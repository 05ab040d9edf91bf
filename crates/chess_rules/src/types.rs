//! Type definitions for pieces and board coordinates
//!
//! Closed enumerations for piece kind and color, and newtypes for files, ranks and
//! squares. Every value is validated when it is constructed, so a `Square` always
//! lies on the 8x8 board.

use std::fmt;
use std::str::FromStr;

use serde::{Deserialize, Serialize};

use crate::error::{RulesError, RulesResult};

/// Kind of chess piece
///
/// Wire names are the capitalized English names (`"Knight"`, `"Queen"`, ...).
#[derive(Debug, Clone, Copy, PartialEq, Eq, Hash, Serialize, Deserialize)]
pub enum PieceKind {
    Pawn,
    Knight,
    Bishop,
    Rook,
    Queen,
    King,
}

impl PieceKind {
    /// All piece kinds, in declaration order
    pub const ALL: [PieceKind; 6] = [
        PieceKind::Pawn,
        PieceKind::Knight,
        PieceKind::Bishop,
        PieceKind::Rook,
        PieceKind::Queen,
        PieceKind::King,
    ];

    pub fn as_str(self) -> &'static str {
        match self {
            PieceKind::Pawn => "Pawn",
            PieceKind::Knight => "Knight",
            PieceKind::Bishop => "Bishop",
            PieceKind::Rook => "Rook",
            PieceKind::Queen => "Queen",
            PieceKind::King => "King",
        }
    }
}

impl FromStr for PieceKind {
    type Err = RulesError;

    /// Parse a piece kind by its exact, case-sensitive name
    fn from_str(s: &str) -> RulesResult<Self> {
        PieceKind::ALL
            .into_iter()
            .find(|kind| kind.as_str() == s)
            .ok_or_else(|| RulesError::InvalidPieceKind(s.to_string()))
    }
}

impl fmt::Display for PieceKind {
    fn fmt(&self, f: &mut fmt::Formatter<'_>) -> fmt::Result {
        f.write_str(self.as_str())
    }
}

/// Piece color, lower-case on the wire
#[derive(Debug, Clone, Copy, PartialEq, Eq, Hash, Serialize, Deserialize)]
#[serde(rename_all = "lowercase")]
pub enum PieceColor {
    White,
    Black,
}

impl PieceColor {
    pub fn as_str(self) -> &'static str {
        match self {
            PieceColor::White => "white",
            PieceColor::Black => "black",
        }
    }
}

impl FromStr for PieceColor {
    type Err = RulesError;

    fn from_str(s: &str) -> RulesResult<Self> {
        match s {
            "white" => Ok(PieceColor::White),
            "black" => Ok(PieceColor::Black),
            _ => Err(RulesError::InvalidColor(s.to_string())),
        }
    }
}

impl fmt::Display for PieceColor {
    fn fmt(&self, f: &mut fmt::Formatter<'_>) -> fmt::Result {
        f.write_str(self.as_str())
    }
}

/// Board file (column), 0 for 'a' through 7 for 'h'
#[derive(Debug, Clone, Copy, PartialEq, Eq, Hash, PartialOrd, Ord)]
pub struct File(u8);

impl File {
    /// Create a file from a character ('a'..='h')
    ///
    /// # Examples
    ///
    /// ```
    /// use chess_rules::File;
    /// assert_eq!(File::from_char('e').map(File::index), Some(4));
    /// assert_eq!(File::from_char('E'), None);
    /// ```
    pub fn from_char(c: char) -> Option<Self> {
        match c {
            'a'..='h' => Some(File(c as u8 - b'a')),
            _ => None,
        }
    }

    /// Create a file from its index (0-7)
    pub fn from_index(index: i8) -> Option<Self> {
        (0..8).contains(&index).then_some(File(index as u8))
    }

    pub fn to_char(self) -> char {
        (b'a' + self.0) as char
    }

    /// Get the file index (0-7)
    pub fn index(self) -> u8 {
        self.0
    }
}

/// Board rank (row), 0 for rank 1 through 7 for rank 8
#[derive(Debug, Clone, Copy, PartialEq, Eq, Hash, PartialOrd, Ord)]
pub struct Rank(u8);

impl Rank {
    pub const FIRST: Rank = Rank(0);

    /// Create a rank from a number (1-8)
    pub fn from_number(n: u8) -> Option<Self> {
        (1..=8).contains(&n).then(|| Rank(n - 1))
    }

    /// Create a rank from its index (0-7)
    pub fn from_index(index: i8) -> Option<Self> {
        (0..8).contains(&index).then_some(Rank(index as u8))
    }

    /// Convert rank to number (1-8)
    pub fn to_number(self) -> u8 {
        self.0 + 1
    }

    /// Get the rank index (0-7)
    pub fn index(self) -> u8 {
        self.0
    }
}

/// Board square (file, rank)
///
/// Ordering is by file first, then rank, which matches the lexicographic order of the
/// algebraic strings (`"a1" < "a2" < ... < "h8"`).
#[derive(Debug, Clone, Copy, PartialEq, Eq, Hash, PartialOrd, Ord, Serialize, Deserialize)]
#[serde(try_from = "String", into = "String")]
pub struct Square {
    file: File,
    rank: Rank,
}

impl Square {
    pub fn new(file: File, rank: Rank) -> Self {
        Square { file, rank }
    }

    pub fn file(self) -> File {
        self.file
    }

    pub fn rank(self) -> Rank {
        self.rank
    }

    /// Parse algebraic notation such as `"e4"`
    ///
    /// Exactly two characters: a lower-case file letter and a rank digit.
    ///
    /// # Examples
    ///
    /// ```
    /// use chess_rules::Square;
    /// let square = Square::from_algebraic("e4").unwrap();
    /// assert_eq!(square.to_algebraic(), "e4");
    /// assert!(Square::from_algebraic("e9").is_err());
    /// ```
    pub fn from_algebraic(s: &str) -> RulesResult<Self> {
        let invalid = || RulesError::InvalidSquare(s.to_string());

        let mut chars = s.chars();
        let (Some(file_char), Some(rank_char), None) = (chars.next(), chars.next(), chars.next())
        else {
            return Err(invalid());
        };

        let rank_num = rank_char.to_digit(10).ok_or_else(invalid)? as u8;

        Ok(Square {
            file: File::from_char(file_char).ok_or_else(invalid)?,
            rank: Rank::from_number(rank_num).ok_or_else(invalid)?,
        })
    }

    pub fn to_algebraic(self) -> String {
        self.to_string()
    }

    /// Square displaced by (`d_file`, `d_rank`), or `None` when it falls off the board
    pub fn offset(self, d_file: i8, d_rank: i8) -> Option<Square> {
        let file = File::from_index(self.file.index() as i8 + d_file)?;
        let rank = Rank::from_index(self.rank.index() as i8 + d_rank)?;
        Some(Square { file, rank })
    }
}

impl FromStr for Square {
    type Err = RulesError;

    fn from_str(s: &str) -> RulesResult<Self> {
        Square::from_algebraic(s)
    }
}

impl TryFrom<String> for Square {
    type Error = RulesError;

    fn try_from(s: String) -> RulesResult<Self> {
        Square::from_algebraic(&s)
    }
}

impl From<Square> for String {
    fn from(square: Square) -> Self {
        square.to_string()
    }
}

impl fmt::Display for Square {
    fn fmt(&self, f: &mut fmt::Formatter<'_>) -> fmt::Result {
        write!(f, "{}{}", self.file.to_char(), self.rank.to_number())
    }
}

#[cfg(test)]
mod tests {
    use super::*;

    #[test]
    fn test_file_to_char() {
        assert_eq!(File(0).to_char(), 'a');
        assert_eq!(File(4).to_char(), 'e');
        assert_eq!(File(7).to_char(), 'h');
    }

    #[test]
    fn test_rank_from_number() {
        assert_eq!(Rank::from_number(1), Some(Rank(0)));
        assert_eq!(Rank::from_number(4), Some(Rank(3)));
        assert_eq!(Rank::from_number(8), Some(Rank(7)));
        assert_eq!(Rank::from_number(0), None);
        assert_eq!(Rank::from_number(9), None);
    }

    #[test]
    fn test_square_algebraic() {
        let square = Square::from_algebraic("e4").unwrap();
        assert_eq!(square.file().index(), 4);
        assert_eq!(square.rank().index(), 3);
        assert_eq!(square.to_algebraic(), "e4");

        let corner = Square::from_algebraic("h8").unwrap();
        assert_eq!(corner.file().index(), 7);
        assert_eq!(corner.rank().index(), 7);
    }

    #[test]
    fn test_square_rejects_malformed_input() {
        for input in ["", "e", "i1", "a0", "a9", "H1", "a10", " a1", "a1 ", "11", "aa"] {
            assert_eq!(
                Square::from_algebraic(input),
                Err(RulesError::InvalidSquare(input.to_string())),
                "{input:?} should be rejected"
            );
        }
    }

    #[test]
    fn test_square_offset_stays_on_board() {
        let h1: Square = "h1".parse().unwrap();
        assert_eq!(h1.offset(-2, 1).map(String::from), Some("f2".to_string()));
        assert_eq!(h1.offset(1, 2), None);
        assert_eq!(h1.offset(-1, -2), None);
    }

    #[test]
    fn test_square_order_matches_algebraic_order() {
        let mut squares: Vec<Square> = ["h5", "a8", "e2", "a1", "e10"]
            .iter()
            .filter_map(|s| s.parse().ok())
            .collect();
        squares.sort();
        let names: Vec<String> = squares.into_iter().map(String::from).collect();
        assert_eq!(names, ["a1", "a8", "e2", "h5"]);
    }

    #[test]
    fn test_piece_kind_parse() {
        assert_eq!("Knight".parse::<PieceKind>(), Ok(PieceKind::Knight));
        assert_eq!("King".parse::<PieceKind>(), Ok(PieceKind::King));
        assert_eq!(
            "knight".parse::<PieceKind>(),
            Err(RulesError::InvalidPieceKind("knight".to_string()))
        );
        assert!("Turtle".parse::<PieceKind>().is_err());
    }

    #[test]
    fn test_piece_color_parse() {
        assert_eq!("white".parse::<PieceColor>(), Ok(PieceColor::White));
        assert_eq!("black".parse::<PieceColor>(), Ok(PieceColor::Black));
        assert_eq!(
            "purple".parse::<PieceColor>(),
            Err(RulesError::InvalidColor("purple".to_string()))
        );
    }

    #[test]
    fn test_wire_names() {
        assert_eq!(serde_json::to_string(&PieceKind::Bishop).unwrap(), "\"Bishop\"");
        assert_eq!(serde_json::to_string(&PieceColor::Black).unwrap(), "\"black\"");
        let square: Square = serde_json::from_str("\"g3\"").unwrap();
        assert_eq!(serde_json::to_string(&square).unwrap(), "\"g3\"");
        assert!(serde_json::from_str::<Square>("\"z3\"").is_err());
    }
}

________

• **Exercise objective**:
Where the string "White" turns up in a line of the data above, copy that whole line.

• **Result of the task**:
    White,
            PieceColor::White => "white",
            "white" => Ok(PieceColor::White),
        assert_eq!("white".parse::<PieceColor>(), Ok(PieceColor::White));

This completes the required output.